__EXERCISE INPUT__
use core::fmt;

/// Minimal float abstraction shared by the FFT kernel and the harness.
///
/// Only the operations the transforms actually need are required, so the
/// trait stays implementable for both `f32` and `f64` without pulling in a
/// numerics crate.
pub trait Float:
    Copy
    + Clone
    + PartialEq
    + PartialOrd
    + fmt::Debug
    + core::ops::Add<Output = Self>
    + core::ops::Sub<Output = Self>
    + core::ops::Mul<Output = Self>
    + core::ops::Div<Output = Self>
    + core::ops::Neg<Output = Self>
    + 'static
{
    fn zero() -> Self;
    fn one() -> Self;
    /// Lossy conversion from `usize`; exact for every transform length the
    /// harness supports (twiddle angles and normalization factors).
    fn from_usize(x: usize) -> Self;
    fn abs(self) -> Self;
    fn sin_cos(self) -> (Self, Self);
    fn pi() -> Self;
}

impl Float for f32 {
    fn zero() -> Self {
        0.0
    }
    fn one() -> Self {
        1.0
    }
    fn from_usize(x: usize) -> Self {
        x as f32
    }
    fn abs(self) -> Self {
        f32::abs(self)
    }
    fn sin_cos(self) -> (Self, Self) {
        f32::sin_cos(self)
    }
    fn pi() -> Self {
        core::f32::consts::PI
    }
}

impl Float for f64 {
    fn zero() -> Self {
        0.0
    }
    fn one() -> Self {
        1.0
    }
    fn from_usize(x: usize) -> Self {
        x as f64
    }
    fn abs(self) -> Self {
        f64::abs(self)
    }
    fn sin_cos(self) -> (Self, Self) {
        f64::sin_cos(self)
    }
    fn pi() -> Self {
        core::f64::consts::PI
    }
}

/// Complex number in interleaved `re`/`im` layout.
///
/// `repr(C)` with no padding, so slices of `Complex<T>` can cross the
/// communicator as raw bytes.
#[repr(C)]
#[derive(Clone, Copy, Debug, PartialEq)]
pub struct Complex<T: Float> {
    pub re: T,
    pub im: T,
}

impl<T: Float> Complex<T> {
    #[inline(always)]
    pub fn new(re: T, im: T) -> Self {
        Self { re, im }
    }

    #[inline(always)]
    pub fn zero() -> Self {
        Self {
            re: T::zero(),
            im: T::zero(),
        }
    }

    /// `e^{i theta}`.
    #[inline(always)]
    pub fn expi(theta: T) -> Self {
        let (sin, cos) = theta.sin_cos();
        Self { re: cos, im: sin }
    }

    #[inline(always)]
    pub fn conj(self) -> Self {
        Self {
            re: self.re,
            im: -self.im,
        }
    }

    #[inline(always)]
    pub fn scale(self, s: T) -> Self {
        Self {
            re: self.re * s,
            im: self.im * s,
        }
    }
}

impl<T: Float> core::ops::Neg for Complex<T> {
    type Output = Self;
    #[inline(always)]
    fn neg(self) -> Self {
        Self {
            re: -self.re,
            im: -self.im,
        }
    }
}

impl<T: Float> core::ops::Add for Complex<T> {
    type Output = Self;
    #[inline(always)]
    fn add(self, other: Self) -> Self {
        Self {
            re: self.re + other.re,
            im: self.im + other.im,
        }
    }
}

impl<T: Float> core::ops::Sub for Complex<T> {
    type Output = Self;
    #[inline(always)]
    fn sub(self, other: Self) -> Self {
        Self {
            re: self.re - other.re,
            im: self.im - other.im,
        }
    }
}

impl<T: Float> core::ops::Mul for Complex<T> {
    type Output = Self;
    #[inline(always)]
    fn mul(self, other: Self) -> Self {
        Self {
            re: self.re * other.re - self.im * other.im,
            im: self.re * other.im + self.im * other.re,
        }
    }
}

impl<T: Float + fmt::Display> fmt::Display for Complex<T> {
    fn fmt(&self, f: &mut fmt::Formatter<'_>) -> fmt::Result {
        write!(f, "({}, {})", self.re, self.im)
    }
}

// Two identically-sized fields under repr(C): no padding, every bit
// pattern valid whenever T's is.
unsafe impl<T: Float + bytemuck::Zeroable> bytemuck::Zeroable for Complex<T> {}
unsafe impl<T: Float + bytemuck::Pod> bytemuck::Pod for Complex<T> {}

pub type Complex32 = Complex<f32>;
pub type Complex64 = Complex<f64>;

__EXERCISE INSTRUCTIONS__
Your task is to repeat the data exactly, with nothing left out.

__FINISHED EXERCISE__
use core::fmt;

/// Minimal float abstraction shared by the FFT kernel and the harness.
///
/// Only the operations the transforms actually need are required, so the
/// trait stays implementable for both `f32` and `f64` without pulling in a
/// numerics crate.
pub trait Float:
    Copy
    + Clone
    + PartialEq
    + PartialOrd
    + fmt::Debug
    + core::ops::Add<Output = Self>
    + core::ops::Sub<Output = Self>
    + core::ops::Mul<Output = Self>
    + core::ops::Div<Output = Self>
    + core::ops::Neg<Output = Self>
    + 'static
{
    fn zero() -> Self;
    fn one() -> Self;
    /// Lossy conversion from `usize`; exact for every transform length the
    /// harness supports (twiddle angles and normalization factors).
    fn from_usize(x: usize) -> Self;
    fn abs(self) -> Self;
    fn sin_cos(self) -> (Self, Self);
    fn pi() -> Self;
}

impl Float for f32 {
    fn zero() -> Self {
        0.0
    }
    fn one() -> Self {
        1.0
    }
    fn from_usize(x: usize) -> Self {
        x as f32
    }
    fn abs(self) -> Self {
        f32::abs(self)
    }
    fn sin_cos(self) -> (Self, Self) {
        f32::sin_cos(self)
    }
    fn pi() -> Self {
        core::f32::consts::PI
    }
}

impl Float for f64 {
    fn zero() -> Self {
        0.0
    }
    fn one() -> Self {
        1.0
    }
    fn from_usize(x: usize) -> Self {
        x as f64
    }
    fn abs(self) -> Self {
        f64::abs(self)
    }
    fn sin_cos(self) -> (Self, Self) {
        f64::sin_cos(self)
    }
    fn pi() -> Self {
        core::f64::consts::PI
    }
}

/// Complex number in interleaved `re`/`im` layout.
///
/// `repr(C)` with no padding, so slices of `Complex<T>` can cross the
/// communicator as raw bytes.
#[repr(C)]
#[derive(Clone, Copy, Debug, PartialEq)]
pub struct Complex<T: Float> {
    pub re: T,
    pub im: T,
}

impl<T: Float> Complex<T> {
    #[inline(always)]
    pub fn new(re: T, im: T) -> Self {
        Self { re, im }
    }

    #[inline(always)]
    pub fn zero() -> Self {
        Self {
            re: T::zero(),
            im: T::zero(),
        }
    }

    /// `e^{i theta}`.
    #[inline(always)]
    pub fn expi(theta: T) -> Self {
        let (sin, cos) = theta.sin_cos();
        Self { re: cos, im: sin }
    }

    #[inline(always)]
    pub fn conj(self) -> Self {
        Self {
            re: self.re,
            im: -self.im,
        }
    }

    #[inline(always)]
    pub fn scale(self, s: T) -> Self {
        Self {
            re: self.re * s,
            im: self.im * s,
        }
    }
}

impl<T: Float> core::ops::Neg for Complex<T> {
    type Output = Self;
    #[inline(always)]
    fn neg(self) -> Self {
        Self {
            re: -self.re,
            im: -self.im,
        }
    }
}

impl<T: Float> core::ops::Add for Complex<T> {
    type Output = Self;
    #[inline(always)]
    fn add(self, other: Self) -> Self {
        Self {
            re: self.re + other.re,
            im: self.im + other.im,
        }
    }
}

impl<T: Float> core::ops::Sub for Complex<T> {
    type Output = Self;
    #[inline(always)]
    fn sub(self, other: Self) -> Self {
        Self {
            re: self.re - other.re,
            im: self.im - other.im,
        }
    }
}

impl<T: Float> core::ops::Mul for Complex<T> {
    type Output = Self;
    #[inline(always)]
    fn mul(self, other: Self) -> Self {
        Self {
            re: self.re * other.re - self.im * other.im,
            im: self.re * other.im + self.im * other.re,
        }
    }
}

impl<T: Float + fmt::Display> fmt::Display for Complex<T> {
    fn fmt(&self, f: &mut fmt::Formatter<'_>) -> fmt::Result {
        write!(f, "({}, {})", self.re, self.im)
    }
}

// Two identically-sized fields under repr(C): no padding, every bit
// pattern valid whenever T's is.
unsafe impl<T: Float + bytemuck::Zeroable> bytemuck::Zeroable for Complex<T> {}
unsafe impl<T: Float + bytemuck::Pod> bytemuck::Pod for Complex<T> {}

pub type Complex32 = Complex<f32>;
pub type Complex64 = Complex<f64>;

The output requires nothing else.